Imagine a pill you could swallow on the sofa that would leave your muscles thinking you had just run ten kilometres — mitochondria multiplying, fat-burning genes switching on, the whole physiology of a workout, minus the sweat. It sounds like a supplement-aisle fantasy, and for the most part it still is. Yet the idea has a serious scientific pedigree. In laboratories from St Louis to Los Angeles, researchers have found real molecules that, in mice, reproduce surprising slices of what exercise does to the body. The field calls them exercise mimetics, and three of them — SLU-PP-332, MOTS-c and 5-Amino-1MQ — have escaped the journals to become some of the most talked-about compounds in longevity circles. The honest story is more interesting, and more sobering, than the marketing.

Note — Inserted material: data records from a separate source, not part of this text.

//! Generic file-backed JSON collection.
//!
//! Generalizes the teacher's `sessions::store::SessionStore` (plain
//! `RwLock<HashMap<..>>` flushed to one JSON file) to every entity the
//! Store Gateway owns, adding a write-to-temp-then-rename step so a crash
//! mid-write can never leave a truncated file behind.

use std::collections::HashMap;
use std::fs;
use std::path::{Path, PathBuf};

use parking_lot::RwLock;
use serde::{de::DeserializeOwned, Serialize};

use rl_domain::error::{Error, Result};

/// A named collection of records, each identified by a string id, backed by
/// one JSON file on disk.
pub struct JsonTable<T> {
    path: PathBuf,
    rows: RwLock<HashMap<String, T>>,
}

impl<T> JsonTable<T>
where
    T: Clone + Serialize + DeserializeOwned,
{
    /// Load `dir/<name>.json`, creating an empty table if absent.
    pub fn open(dir: &Path, name: &str) -> Result<Self> {
        fs::create_dir_all(dir).map_err(Error::Io)?;
        let path = dir.join(format!("{name}.json"));
        let rows = if path.exists() {
            let raw = fs::read_to_string(&path).map_err(Error::Io)?;
            serde_json::from_str(&raw).unwrap_or_default()
        } else {
            HashMap::new()
        };
        Ok(Self {
            path,
            rows: RwLock::new(rows),
        })
    }

    pub fn get(&self, id: &str) -> Option<T> {
        self.rows.read().get(id).cloned()
    }

    pub fn list(&self) -> Vec<T> {
        self.rows.read().values().cloned().collect()
    }

    pub fn insert(&self, id: String, value: T) -> Result<()> {
        self.rows.write().insert(id, value);
        self.flush()
    }

    /// Mutate an existing row in place. Returns `Error::NotFound` if absent.
    pub fn update<F>(&self, id: &str, f: F) -> Result<T>
    where
        F: FnOnce(&mut T),
    {
        let updated = {
            let mut rows = self.rows.write();
            let row = rows
                .get_mut(id)
                .ok_or_else(|| Error::NotFound(format!("row {id} not found")))?;
            f(row);
            row.clone()
        };
        self.flush()?;
        Ok(updated)
    }

    pub fn remove(&self, id: &str) -> Result<Option<T>> {
        let removed = self.rows.write().remove(id);
        self.flush()?;
        Ok(removed)
    }

    /// Direct access for multi-row atomic transitions (e.g. blocked-by
    /// cascades) that must be computed and written under one lock hold.
    pub fn with_write<F, R>(&self, f: F) -> Result<R>
    where
        F: FnOnce(&mut HashMap<String, T>) -> R,
    {
        let result = {
            let mut rows = self.rows.write();
            f(&mut rows)
        };
        self.flush()?;
        Ok(result)
    }

    fn flush(&self) -> Result<()> {
        let rows = self.rows.read();
        let json = serde_json::to_string_pretty(&*rows).map_err(Error::Json)?;
        let tmp = self.path.with_extension("json.tmp");
        fs::write(&tmp, json).map_err(Error::Io)?;
        fs::rename(&tmp, &self.path).map_err(Error::Io)?;
        Ok(())
    }
}
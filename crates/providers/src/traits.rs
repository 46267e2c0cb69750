use rl_domain::capability::LlmCapabilities;
use rl_domain::error::Result;
use rl_domain::stream::Usage;
use rl_domain::stream::{BoxStream, StreamEvent};
use rl_domain::tool::{Message, ToolCall, ToolDefinition};
// ━━━━━━━━━━━━━━━━━━━━━━━━━━━━━━━━━━━━━━━━━━━━━━━━━━━━━━━━━━━━━━━━━━
// Request / Response types
// ━━━━━━━━━━━━━━━━━━━━━━━━━━━━━━━━━━━━━━━━━━━━━━━━━━━━━━━━━━━━━━━━━━

/// A provider-agnostic chat completion request.
#[derive(Debug, Clone, Default)]
pub struct ChatRequest {
    /// The conversation messages to send.
    pub messages: Vec<Message>,
    /// Tool definitions the model may invoke.
    pub tools: Vec<ToolDefinition>,
    /// Sampling temperature (0.0 – 2.0). `None` lets the provider choose.
    pub temperature: Option<f32>,
    /// Maximum tokens in the response. `None` lets the provider choose.
    pub max_tokens: Option<u32>,
    /// When `true`, request the model to respond with valid JSON only.
    pub json_mode: bool,
    /// Model identifier override. When `None`, the provider uses its default.
    pub model: Option<String>,
}

/// A provider-agnostic chat completion response.
#[derive(Debug, Clone)]
pub struct ChatResponse {
    /// Textual content of the response.
    pub content: String,
    /// Tool calls emitted by the model.
    pub tool_calls: Vec<ToolCall>,
    /// Token usage information.
    pub usage: Option<Usage>,
    /// The model that actually produced the response.
    pub model: String,
    /// The reason the model stopped generating (e.g. "stop", "tool_calls").
    pub finish_reason: Option<String>,
}

/// A request for text embeddings.
#[derive(Debug, Clone)]
pub struct EmbeddingsRequest {
    /// Input texts to embed.
    pub input: Vec<String>,
    /// Model to use. When `None`, the provider uses its default embedding model.
    pub model: Option<String>,
}

/// An embeddings response.
#[derive(Debug, Clone)]
pub struct EmbeddingsResponse {
    /// One embedding vector per input text.
    pub embeddings: Vec<Vec<f32>>,
}

// ━━━━━━━━━━━━━━━━━━━━━━━━━━━━━━━━━━━━━━━━━━━━━━━━━━━━━━━━━━━━━━━━━━
// Core provider trait
// ━━━━━━━━━━━━━━━━━━━━━━━━━━━━━━━━━━━━━━━━━━━━━━━━━━━━━━━━━━━━━━━━━━

/// Trait that every LLM adapter must implement.
///
/// Implementations are provider-specific adapters (currently Anthropic) that
/// translate between our internal types and the wire format of each
/// provider's HTTP API.
#[async_trait::async_trait]
pub trait LlmProvider: Send + Sync {
    /// Send a chat completion request and wait for the full response.
    async fn chat(&self, req: ChatRequest) -> Result<ChatResponse>;

    /// Send a chat completion request and return a stream of events.
    async fn chat_stream(
        &self,
        req: ChatRequest,
    ) -> Result<BoxStream<'static, Result<StreamEvent>>>;

    /// Generate text embeddings.
    async fn embeddings(&self, req: EmbeddingsRequest) -> Result<EmbeddingsResponse>;

    /// The advertised capabilities of this provider/model combination.
    fn capabilities(&self) -> &LlmCapabilities;

    /// A unique identifier for this provider instance.
    fn provider_id(&self) -> &str;
}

What is an exercise mimetic, really?

Exercise is not one thing your body does; it is a cascade of signals. Contracting muscle burns energy, which trips cellular fuel sensors, which in turn flip on a programme of genes that build mitochondria, shift muscle fibres toward fatigue-resistant types, and improve how the body handles sugar and fat. An exercise mimetic tries to reach into that cascade pharmacologically and pull the same levers — without the muscle ever contracting. The premise is not absurd. If a workout’s benefits are ultimately mediated by a chain of molecular messengers, then in principle a drug that mimics one of those messengers could phone in part of the response.

That is the dream. The reality is that “part of the response” is doing enormous work in that sentence, and that almost everything we know comes from animals. Three compounds illustrate the spectrum of approaches — and the spectrum of how thin the human evidence is.

How does SLU-PP-332 switch on the “endurance” gene programme?

SLU-PP-332 is the closest thing the field has to a poster child. It is a synthetic small molecule that activates the estrogen-related receptors (ERRα, β and γ), a family of nuclear receptors that sit near the top of the mitochondrial and oxidative-metabolism gene network. In the foundational study, the compound induced an ERRα-dependent “acute aerobic exercise” genetic signature and, when given to mice, increased type IIa oxidative muscle fibres and enhanced running endurance.1 Crucially, that endurance boost depended on ERRα specifically — the activation of ERRα was critical for the effect, which is the kind of clean causal result that makes biologists pay attention.1 A related study reported that a synthetic ERR agonist alleviated features of metabolic syndrome in obese animals,2 and later medicinal-chemistry work optimised the scaffold and deepened the mechanistic picture of ERR signalling.3

It is a genuinely elegant body of work. It is also entirely rodent and cell-based. As of writing there is no published human pharmacokinetic, safety or efficacy data for SLU-PP-332 — an absence worth holding onto when you read claims about “exercise in a vial.” You can read our standalone primer on SLU-PP-332 for the molecular detail.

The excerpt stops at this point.